Ici il s’agit plutôt d’une expérience vécue,
parfois source d’angoisses, car Nordon doit compter sur sa femme pour
retrouver son chemin, même après avoir
étudié longuement les cartes d’une ville qu’il visite, ou
même de celle qu’il habite, comme celles de ses promenades
touristiques.
Ecrit avec une grande sobriété, bien que Didier exerce
comme enseignant de mathématiques à Bordeaux, ce petit
livre examine sans instruments sophistiqués mais avec beaucoup
de bon sens (!) caché derrière des jeux de langue, celui
de l’orientation. Nordon cherche à démontrer que c’est un
vrai sens, qu’il compare à la capacité d’une «vue
d’ensemble», un sens de l’orientation dans les systèmes
conceptuels, dont il dit parfois manquer, ce qui a pu l’éloigner
de la recherche mathématique comme du jeu des échecs qui
exigent cette «vue globalisante».
Ces observations modestes sur un phénomène de perception
mal connu rappellent les méthodes de travail
préconisées par certains chercheurs, qui
privilégient une recherche légère sans grands
moyens lourds. C’est le cas justement de Jacques Ninio, dont le livre
«L’empreinte des sens: perception, mémoire, langage»

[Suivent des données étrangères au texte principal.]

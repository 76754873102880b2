//! Error types for merge runs.

use thiserror::Error;

#[derive(Debug, Error)]
pub enum MergeError {
    /// Processing produced no records.
    #[error("no data to process ({files} file(s) submitted)")]
    NoData { files: usize },
}

pub type Result<T> = std::result::Result<T, MergeError>;

#[cfg(test)]
mod tests {
    use super::*;

    #[test]
    fn test_error_display() {
        let err = MergeError::NoData { files: 2 };
        assert_eq!(err.to_string(), "no data to process (2 file(s) submitted)");
    }
}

(Poche, mai 1991) abordait aussi le problème du sens de
l’orientation, mais chez les crabes.
Chez l ‘homme, la connaissance du focntionnement de l’orientation est
très peu développée. Si on a pu établir que
chez les oiseaux, et chez d’autres animaux, le sens de l’orientation
tient partiellement à la sensibilité au champ
magnétique terrestre, pour l’homme les avis des scientifiques
divergent. Didier Nordon se rassure en nous amusant: «Je n’ai
aucune réponse, mais cela m’est égal».
Amusez-vous bien !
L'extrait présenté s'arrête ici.